Voyage of the Basilisk: A Memoir by Lady Trent by Marie Brennan
348 pages
Published 2015
Read from April 15 to April 21
Rating: ★★½ out of 5
Another entry in Brennan's competent (but not revolutionary) series of speculative natural history adventures. The formula -- our heroine, Isabella Camherst, the future Lady Trent, frets at home before launching on an expedition to study dragons, has globe-trotting adventures, meets (thinly disguised) cultures without the Victorian burden of racial chauvinism, unwittingly gets mixed up in her nation's diplomatic efforts, and saves the day with some rash (and dragon-related) act of heroism -- is still winsome, but growing stale after a third volume. As a card-carrying liberal and degree-carrying anthropologist, I haven't tired of the fantasy of various cultures meeting each other as diplomatic equals rather than exterminating each other with pathogens and prejudice, but Basilisk is weaker than the previous two volumes on a structural level.
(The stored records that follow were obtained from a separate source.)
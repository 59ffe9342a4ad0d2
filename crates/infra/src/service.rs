//! Ledger transition pipeline (application-level orchestration).
//!
//! `LedgerService` owns the ledger aggregate and is the only way to mutate it.
//!
//! ```text
//! Command
//!   ↓
//! 1. Reentry guard + transition lock (one global order)
//!   ↓
//! 2. Decide (pure `handle`, rejections leave state untouched)
//!   ↓
//! 3. Move value: collect deposit before applying, or apply then pay out
//!    (a failed payout restores the pre-transition checkpoint)
//!   ↓
//! 4. Commit: committed read model, journal, event bus
//! ```
//!
//! Reads are served from the committed read model, so they never wait on an
//! in-flight payout and never observe a transition that may still roll back.

use std::sync::{Mutex, MutexGuard, PoisonError, RwLock};
use std::thread::ThreadId;

use curvebook_core::{AccountId, Aggregate, AggregateRoot, LedgerError};
use curvebook_events::{Event, EventBus, EventEnvelope, Subscription};
use curvebook_ledger::{
    Approve, Buy, BuyQuote, DecreaseAllowance, FallbackCall, IncreaseAllowance, Ledger,
    LedgerCommand, LedgerEvent, LedgerId, LedgerSnapshot, ReceiveValue, Sell, SellQuote, Transfer,
    TransferFrom,
};
use chrono::Utc;

use crate::channel::{ChannelError, ValueChannel};
use crate::journal::{EventJournal, envelope_for};

#[derive(Debug, Clone, PartialEq, Eq, thiserror::Error)]
pub enum DispatchError {
    /// Domain rejection; nothing changed.
    #[error(transparent)]
    Rejected(#[from] LedgerError),
    /// The seller could not be paid; the sale was rolled back.
    #[error("payout of {amount} to {account} failed: {source}")]
    PayoutFailed {
        account: AccountId,
        amount: u128,
        source: ChannelError,
    },
    /// The attached value could not be collected; nothing changed.
    #[error("deposit of {amount} from {account} failed: {source}")]
    DepositFailed {
        account: AccountId,
        amount: u128,
        source: ChannelError,
    },
    /// A transition was attempted from inside another transition's value call.
    #[error("reentrant transition by {account}")]
    Reentrancy { account: AccountId },
    #[error("ledger state lock poisoned")]
    Poisoned,
}

impl DispatchError {
    /// Stable machine-readable code (used by transport layers).
    pub fn code(&self) -> &'static str {
        match self {
            DispatchError::Rejected(e) => e.code(),
            DispatchError::PayoutFailed { .. } => "payout_failed",
            DispatchError::DepositFailed { .. } => "deposit_failed",
            DispatchError::Reentrancy { .. } => "reentrancy",
            DispatchError::Poisoned => "storage_fault",
        }
    }
}

impl<T> From<PoisonError<T>> for DispatchError {
    fn from(_: PoisonError<T>) -> Self {
        DispatchError::Poisoned
    }
}

pub type Envelope = EventEnvelope<LedgerEvent>;

/// The transition currently holding the ledger lock.
#[derive(Debug, Clone, Copy)]
struct InFlight {
    thread: ThreadId,
    /// Counterparty of a value call that has not returned yet.
    pending: Option<AccountId>,
}

impl InFlight {
    fn blocks(&self, thread: ThreadId, caller: AccountId) -> bool {
        self.thread == thread || self.pending == Some(caller)
    }
}

/// Exclusive right to run one transition. Clears the reentry owner before
/// the ledger lock is released.
struct Turn<'a> {
    ledger: MutexGuard<'a, Ledger>,
    owner: &'a Mutex<Option<InFlight>>,
}

impl Drop for Turn<'_> {
    fn drop(&mut self) {
        if let Ok(mut owner) = self.owner.lock() {
            *owner = None;
        }
    }
}

/// Serialized, value-moving front of a single [`Ledger`].
///
/// ## Generic Parameters
///
/// - `C`: value channel moving backing currency in and out of the reserve
/// - `B`: event bus receiving committed events
pub struct LedgerService<C, B> {
    live: Mutex<Ledger>,
    committed: RwLock<Ledger>,
    owner: Mutex<Option<InFlight>>,
    journal: EventJournal,
    channel: C,
    bus: B,
}

impl<C, B> LedgerService<C, B>
where
    C: ValueChannel,
    B: EventBus<Envelope>,
{
    pub fn new(ledger: Ledger, channel: C, bus: B) -> Self {
        Self {
            committed: RwLock::new(ledger.clone()),
            live: Mutex::new(ledger),
            owner: Mutex::new(None),
            journal: EventJournal::new(),
            channel,
            bus,
        }
    }

    pub fn ledger_id(&self) -> Result<LedgerId, DispatchError> {
        self.read(|ledger| *ledger.id())
    }

    pub fn journal(&self) -> &EventJournal {
        &self.journal
    }

    pub fn subscribe(&self) -> Subscription<Envelope> {
        self.bus.subscribe()
    }

    // --- transitions ---------------------------------------------------------

    /// Mint against `deposit`, collected from the caller first. Returns units minted.
    pub fn buy(&self, caller: AccountId, deposit: u128) -> Result<u128, DispatchError> {
        let events = self.execute(LedgerCommand::Buy(Buy {
            caller,
            deposit,
            occurred_at: Utc::now(),
        }))?;
        Ok(events
            .iter()
            .find_map(|e| match e {
                LedgerEvent::Bought(b) => Some(b.minted),
                _ => None,
            })
            .unwrap_or(0))
    }

    /// Burn `amount` and pay the caller from the reserve. Returns the payout.
    pub fn sell(&self, caller: AccountId, amount: u128) -> Result<u128, DispatchError> {
        let events = self.execute(LedgerCommand::Sell(Sell {
            caller,
            amount,
            occurred_at: Utc::now(),
        }))?;
        Ok(payout_of(&events).unwrap_or(0))
    }

    pub fn transfer(&self, caller: AccountId, to: AccountId, value: u128) -> Result<bool, DispatchError> {
        self.execute(LedgerCommand::Transfer(Transfer {
            caller,
            to,
            value,
            occurred_at: Utc::now(),
        }))
        .map(|_| true)
    }

    pub fn approve(&self, caller: AccountId, spender: AccountId, value: u128) -> Result<bool, DispatchError> {
        self.execute(LedgerCommand::Approve(Approve {
            caller,
            spender,
            value,
            occurred_at: Utc::now(),
        }))
        .map(|_| true)
    }

    pub fn transfer_from(
        &self,
        caller: AccountId,
        from: AccountId,
        to: AccountId,
        value: u128,
    ) -> Result<bool, DispatchError> {
        self.execute(LedgerCommand::TransferFrom(TransferFrom {
            caller,
            from,
            to,
            value,
            occurred_at: Utc::now(),
        }))
        .map(|_| true)
    }

    pub fn increase_allowance(
        &self,
        caller: AccountId,
        spender: AccountId,
        delta: u128,
    ) -> Result<bool, DispatchError> {
        self.execute(LedgerCommand::IncreaseAllowance(IncreaseAllowance {
            caller,
            spender,
            delta,
            occurred_at: Utc::now(),
        }))
        .map(|_| true)
    }

    pub fn decrease_allowance(
        &self,
        caller: AccountId,
        spender: AccountId,
        delta: u128,
    ) -> Result<bool, DispatchError> {
        self.execute(LedgerCommand::DecreaseAllowance(DecreaseAllowance {
            caller,
            spender,
            delta,
            occurred_at: Utc::now(),
        }))
        .map(|_| true)
    }

    /// Reserve top-up without minting.
    pub fn receive(&self, caller: AccountId, value: u128) -> Result<(), DispatchError> {
        self.execute(LedgerCommand::Receive(ReceiveValue {
            caller,
            value,
            occurred_at: Utc::now(),
        }))
        .map(|_| ())
    }

    /// Fallback entry: accepts value like `receive`, ignores `data`.
    pub fn fallback(&self, caller: AccountId, value: u128, data: Vec<u8>) -> Result<(), DispatchError> {
        self.execute(LedgerCommand::Fallback(FallbackCall {
            caller,
            value,
            data,
            occurred_at: Utc::now(),
        }))
        .map(|_| ())
    }

    /// Run one command through the full pipeline and return its committed events.
    ///
    /// A rejected command (any `Err`) leaves the ledger, the reserve and the
    /// value channel exactly as they were.
    pub fn execute(&self, command: LedgerCommand) -> Result<Vec<LedgerEvent>, DispatchError> {
        let caller = command.caller();

        // 1) Reentry guard + transition lock
        let mut turn = self.enter(caller)?;

        // 2) Decide events (no mutation)
        let decided = turn.ledger.handle(&command).map_err(|e| {
            tracing::debug!(command = command.name(), %caller, code = e.code(), "transition rejected");
            DispatchError::from(e)
        })?;
        if decided.is_empty() {
            return Ok(decided);
        }

        // 3) Move value around the state change
        match payout_of(&decided) {
            Some(payout) => {
                // Mutate-then-call: the burn is in place before the seller sees value.
                let checkpoint = turn.ledger.checkpoint(&decided);
                for event in &decided {
                    turn.ledger.apply(event);
                }
                if let Err(source) = self.value_call(caller, || self.channel.pay(caller, payout)) {
                    turn.ledger.restore(checkpoint);
                    tracing::warn!(%caller, payout, error = %source, "payout failed, sale rolled back");
                    return Err(DispatchError::PayoutFailed {
                        account: caller,
                        amount: payout,
                        source,
                    });
                }
            }
            None => {
                let attached = command.attached_value();
                if attached > 0 {
                    if let Err(source) = self.value_call(caller, || self.channel.collect(caller, attached)) {
                        tracing::warn!(%caller, amount = attached, error = %source, "deposit collection failed");
                        return Err(DispatchError::DepositFailed {
                            account: caller,
                            amount: attached,
                            source,
                        });
                    }
                }
                for event in &decided {
                    turn.ledger.apply(event);
                }
            }
        }

        // 4) Commit
        self.commit(&turn.ledger, &decided);
        log_accepted(&command, &decided);

        Ok(decided)
    }

    /// Take the transition lock, rejecting nested transitions.
    ///
    /// A transition is nested when it comes from the thread holding the turn,
    /// or from the counterparty of a pending value call on any thread. Both
    /// would otherwise wait on the lock their own value call is holding.
    fn enter(&self, caller: AccountId) -> Result<Turn<'_>, DispatchError> {
        let me = std::thread::current().id();
        let in_flight = *self.owner.lock()?;
        if let Some(in_flight) = in_flight {
            if in_flight.blocks(me, caller) {
                tracing::warn!(account = %caller, "reentrant transition rejected");
                return Err(DispatchError::Reentrancy { account: caller });
            }
        }

        let ledger = self.live.lock()?;
        *self.owner.lock()? = Some(InFlight {
            thread: me,
            pending: None,
        });
        Ok(Turn {
            ledger,
            owner: &self.owner,
        })
    }

    /// Run a value-channel call with `account` marked as its pending counterparty.
    fn value_call<T>(&self, account: AccountId, call: impl FnOnce() -> T) -> T {
        self.mark_pending(Some(account));
        let result = call();
        self.mark_pending(None);
        result
    }

    fn mark_pending(&self, account: Option<AccountId>) {
        let mut owner = self.owner.lock().unwrap_or_else(PoisonError::into_inner);
        if let Some(in_flight) = owner.as_mut() {
            in_flight.pending = account;
        }
    }

    fn commit(&self, live: &Ledger, events: &[LedgerEvent]) {
        let first = live.version() - events.len() as u64 + 1;
        {
            let mut committed = self
                .committed
                .write()
                .unwrap_or_else(PoisonError::into_inner);
            if self.committed.is_poisoned() || committed.version() + 1 != first {
                // The live ledger is authoritative while the turn is held.
                tracing::warn!(version = live.version(), "committed read model resynced");
                *committed = live.clone();
                self.committed.clear_poison();
            } else {
                for event in events {
                    committed.apply(event);
                }
            }
        }

        for (sequence, event) in (first..).zip(events) {
            let envelope = envelope_for(*live.id(), sequence, event.clone());
            if let Err(e) = self.journal.append(envelope.clone()) {
                tracing::error!(error = %e, sequence, "journal append failed");
            }
            if let Err(e) = self.bus.publish(envelope) {
                tracing::warn!(error = ?e, sequence, "event publication failed");
            }
        }
    }

    // --- reads (committed state) ----------------------------------------------

    fn read<T>(&self, f: impl FnOnce(&Ledger) -> T) -> Result<T, DispatchError> {
        let committed = self.committed.read()?;
        Ok(f(&committed))
    }

    pub fn current_price(&self) -> Result<u128, DispatchError> {
        Ok(self.read(|l| l.current_price())??)
    }

    pub fn balance_of(&self, account: AccountId) -> Result<u128, DispatchError> {
        self.read(|l| l.balance_of(account))
    }

    pub fn allowance(&self, owner: AccountId, spender: AccountId) -> Result<u128, DispatchError> {
        self.read(|l| l.allowance(owner, spender))
    }

    pub fn total_supply(&self) -> Result<u128, DispatchError> {
        self.read(|l| l.total_supply())
    }

    pub fn reserve(&self) -> Result<u128, DispatchError> {
        self.read(|l| l.reserve())
    }

    pub fn net_traded(&self) -> Result<u128, DispatchError> {
        self.read(|l| l.net_traded())
    }

    pub fn snapshot(&self) -> Result<LedgerSnapshot, DispatchError> {
        Ok(self.read(|l| l.snapshot())??)
    }

    pub fn quote_buy(&self, deposit: u128) -> Result<BuyQuote, DispatchError> {
        Ok(self.read(|l| l.quote_buy(deposit))??)
    }

    pub fn quote_sell(&self, amount: u128) -> Result<SellQuote, DispatchError> {
        Ok(self.read(|l| l.quote_sell(amount))??)
    }

    /// A copy of the committed ledger.
    pub fn committed_state(&self) -> Result<Ledger, DispatchError> {
        self.read(Ledger::clone)
    }
}

fn payout_of(events: &[LedgerEvent]) -> Option<u128> {
    events.iter().find_map(|e| match e {
        LedgerEvent::Sold(s) => Some(s.payout),
        _ => None,
    })
}

fn log_accepted(command: &LedgerCommand, events: &[LedgerEvent]) {
    for event in events {
        match event {
            LedgerEvent::Bought(e) => {
                tracing::info!(caller = %e.caller, deposit = e.deposit, minted = e.minted, price = e.price, "bought");
            }
            LedgerEvent::Sold(e) => {
                tracing::info!(caller = %e.caller, amount = e.amount, payout = e.payout, price = e.price, "sold");
            }
            other => {
                tracing::debug!(command = command.name(), event_type = other.event_type(), "transition accepted");
            }
        }
    }
}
The new characters (with the exception of Suhail) are scarcely sketched in even by pulp adventure standards; the de facto antagonists, stand-ins for the Ming Dynasty, aren't given any kind of human face, remaining anonymous guards and bureaucrats. Instead, much of the book is a loosely connected travel narrative, in which Lady Trent faces problems of logistics, dengue fever, shipwreck, native customs, and a rather abrupt decision to reenact the sandworm-riding scenes of Dune with a sea serpent. This last decision precipitates her onto the forbidden island where she gets another clue in the mystery of the vanished Draconian race (which, honestly, doesn't hold much interest for me, as they're still a generic vanished fantasy race at this point), stumbles upon the Yelang (a.k.a. Ming) soldiers hiding out on the forbidden island, steals their dragonbone airship, and eventually rides a sea serpent into battle. It's all good fun, old fashioned adventure tidily swept clean of unpleasant racism and historical ugliness, but also kind of silly.